Mobile Firm Takes on Android Decompiler With New Tool

Mobile app development and IT services company RIIS has released a new security tool designed to prevent Android decompilation by hackers on mobile devices.

Dubbed HoseDex2Jar, the tool keeps hackers from using the Dex2Jar tool to decompile Android applications and access data. According to the company, Dex2Jar converts Android APKs into Java .jar files. With the tool, attackers can decompile the .jar file using JD-GUI or JAD into readable source code, revealing all proprietary source code and any information stored on backend databases.

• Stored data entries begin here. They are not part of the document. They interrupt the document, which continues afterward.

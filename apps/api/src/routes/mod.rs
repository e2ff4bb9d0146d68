pub mod health;

use axum::extract::DefaultBodyLimit;
use axum::{
    routing::{get, post},
    Router,
};

use crate::extraction::handlers;
use crate::state::AppState;

pub fn build_router(state: AppState) -> Router {
    // Leave headroom above the validation gate's cap so oversized uploads
    // reach the gate and get the typed FileTooLarge error.
    let body_limit = state.config.max_file_size + 1024 * 1024;

    Router::new()
        .route("/", get(health::root_handler))
        .route("/health", get(health::health_handler))
        .route("/parse-resume", post(handlers::handle_parse_resume))
        .layer(DefaultBodyLimit::max(body_limit))
        .with_state(state)
}
//! Validation Gate — pre-checks an upload before it reaches a document reader.
//!
//! Three rejections, all caller-input errors: the declared filename must not
//! escape a storage directory after normalization, the byte length must stay
//! within the configured cap, and the *content signature* (never the
//! extension, which can be spoofed) must be on the configured allow-list.
//! The gate only reads; nothing is ever written to a path derived from
//! client input.

use tracing::{debug, warn};

use crate::errors::AppError;
use crate::parsing::DetectedType;

/// Validates an upload and returns the detected content type for routing.
///
/// An allow-listed MIME type the pipeline has no reader mapping for is
/// registry drift — a configuration fault, not a caller error.
pub fn validate_upload(
    bytes: &[u8],
    declared_name: &str,
    max_file_size: usize,
    allowed_content_types: &[String],
) -> Result<DetectedType, AppError> {
    if is_unsafe_filename(declared_name) {
        warn!("Rejected unsafe filename: {declared_name:?}");
        return Err(AppError::UnsafePath(declared_name.to_string()));
    }

    if bytes.len() > max_file_size {
        return Err(AppError::FileTooLarge {
            size: bytes.len(),
            max: max_file_size,
        });
    }

    let mime = infer::get(bytes)
        .map(|t| t.mime_type().to_string())
        .unwrap_or_else(|| "unknown".to_string());

    if !allowed_content_types.iter().any(|m| m == &mime) {
        return Err(AppError::UnsupportedType(mime));
    }

    match DetectedType::from_mime(&mime) {
        Some(detected) => {
            debug!("Upload validated: {declared_name} detected as {detected}");
            Ok(detected)
        }
        None => Err(AppError::UnsupportedFormat(mime)),
    }
}

/// Whether a declared filename, after normalization, could escape the
/// intended directory: empty names, embedded separators, NULs, absolute
/// paths, and traversal components are all unsafe.
fn is_unsafe_filename(name: &str) -> bool {
    if name.trim().is_empty() || name.contains('\0') {
        return true;
    }
    if name.contains('/') || name.contains('\\') {
        return true;
    }
    // With separators excluded, the only remaining escapes are the relative
    // traversal components themselves.
    name == "." || name == ".."
}

/// Sanitizes a filename for use as a log or response label. Never used to
/// build a filesystem path.
pub fn sanitize_filename(filename: &str) -> String {
    let safe: String = filename
        .replace(['/', '\\'], "_")
        .chars()
        .map(|c| {
            if c.is_alphanumeric() || matches!(c, '.' | '_' | '-') {
                c
            } else {
                '_'
            }
        })
        .collect();

    let safe = safe.trim_matches(['.', '_']).to_string();

    if safe.is_empty() {
        "unnamed_file".to_string()
    } else {
        safe
    }
}

#[cfg(test)]
mod tests {
    use super::*;

    const MAX: usize = 1024;

    fn allowed() -> Vec<String> {
        vec![
            "application/pdf".to_string(),
            "application/vnd.openxmlformats-officedocument.wordprocessingml.document".to_string(),
        ]
    }

    // %PDF magic followed by filler; infer only needs the signature.
    fn pdf_bytes(len: usize) -> Vec<u8> {
        let mut bytes = b"%PDF-1.4\n".to_vec();
        bytes.resize(len, b' ');
        bytes
    }

    const PNG_MAGIC: &[u8] = &[0x89, b'P', b'N', b'G', 0x0D, 0x0A, 0x1A, 0x0A, 0, 0];

    #[test]
    fn test_exactly_max_size_passes() {
        let result = validate_upload(&pdf_bytes(MAX), "resume.pdf", MAX, &allowed());
        assert_eq!(result.unwrap(), DetectedType::Pdf);
    }

    #[test]
    fn test_one_byte_over_max_fails() {
        let result = validate_upload(&pdf_bytes(MAX + 1), "resume.pdf", MAX, &allowed());
        assert!(matches!(result, Err(AppError::FileTooLarge { .. })));
    }

    #[test]
    fn test_pdf_extension_with_png_signature_fails() {
        let result = validate_upload(PNG_MAGIC, "resume.pdf", MAX, &allowed());
        assert!(matches!(result, Err(AppError::UnsupportedType(_))));
    }

    #[test]
    fn test_unrecognizable_content_fails() {
        let result = validate_upload(b"plain text resume", "resume.pdf", MAX, &allowed());
        assert!(matches!(result, Err(AppError::UnsupportedType(_))));
    }

    #[test]
    fn test_type_outside_configured_allow_list_fails() {
        let only_docx = vec![
            "application/vnd.openxmlformats-officedocument.wordprocessingml.document".to_string(),
        ];
        let result = validate_upload(&pdf_bytes(64), "resume.pdf", MAX, &only_docx);
        assert!(matches!(result, Err(AppError::UnsupportedType(_))));
    }

    #[test]
    fn test_allowed_type_without_reader_mapping_is_drift() {
        let misconfigured = vec!["image/png".to_string()];
        let result = validate_upload(PNG_MAGIC, "diagram.png", MAX, &misconfigured);
        assert!(matches!(result, Err(AppError::UnsupportedFormat(_))));
    }

    #[test]
    fn test_traversal_filenames_are_unsafe() {
        for name in ["../../etc/passwd", "/etc/passwd", "a/b.pdf", "a\\b.pdf", "..", "", "  "] {
            let result = validate_upload(&pdf_bytes(64), name, MAX, &allowed());
            assert!(
                matches!(result, Err(AppError::UnsafePath(_))),
                "expected UnsafePath for {name:?}"
            );
        }
    }

    #[test]
    fn test_plain_filename_is_safe() {
        assert!(validate_upload(&pdf_bytes(64), "my resume.pdf", MAX, &allowed()).is_ok());
    }

    #[test]
    fn test_sanitize_filename() {
        assert_eq!(sanitize_filename("my resume.pdf"), "my_resume.pdf");
        assert_eq!(sanitize_filename("../../etc/passwd"), "etc_passwd");
        assert_eq!(sanitize_filename("???"), "unnamed_file");
        assert_eq!(sanitize_filename("r\u{00e9}sum\u{00e9}.docx"), "r\u{00e9}sum\u{00e9}.docx");
    }
}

"Developers can take steps such as using tools like ProGuard to obfuscate their code, but up until now, it has been impossible to prevent someone from decompiling an app," said Godfrey Nolan, RIIS president. "We realized if there was a way to stop Dex2Jar, we would stop all Android decompilation. HoseDex2Jar does just that.  It stops Dex2Jar by inserting harmless code in an Android APK that confuses and disables Dex2Jar and protects the code from decompilation."

Earlier this year, Arxan Technologies issued a report that noted 92 percent of the Top 100 paid iOS applications  and 100 percent of the Top 100 paid Google Android applications had hacked versions available in app markets. The report noted that Android Java apps in particular are trivial to decompile back to source code, and that native Android and iOS apps are relatively easy to reverse engineer as well.

"To crack an Android app, hackers can download the app on another machine (e.g., Mac) and run a tool (e.g., apktool) to unpackage the app and disassemble its Dalvik bytecode," the report notes. Dalvik is the process virtual machine in Google Android's operating system.

"They analyze the disassembled code or use tools (e.g., dex2jar and a Java decompiler) to decompile Dalvik bytecode to Java source code and analyze the source code," the report continues. "They can make changes to disable license checks (or other modifications) and repackage the app and resign it."

In a demonstration with SecurityWeek, Kevin McNamee of Kindsight Security Labs showed how a hacker could use the developer tool "apktool" to decompile the game Angry Birds. When finished, he could see the source code and directories. He then copied the malicious Java program into the "com" directory.

According to RIIS, the new tool represents a step forward in protecting applications from this kind of behavior.

"We're now able to go a step beyond obfuscation and prevent hackers from decompiling an APK into readable java code," Nolan said. "This is huge for companies with Android apps available on Google Play."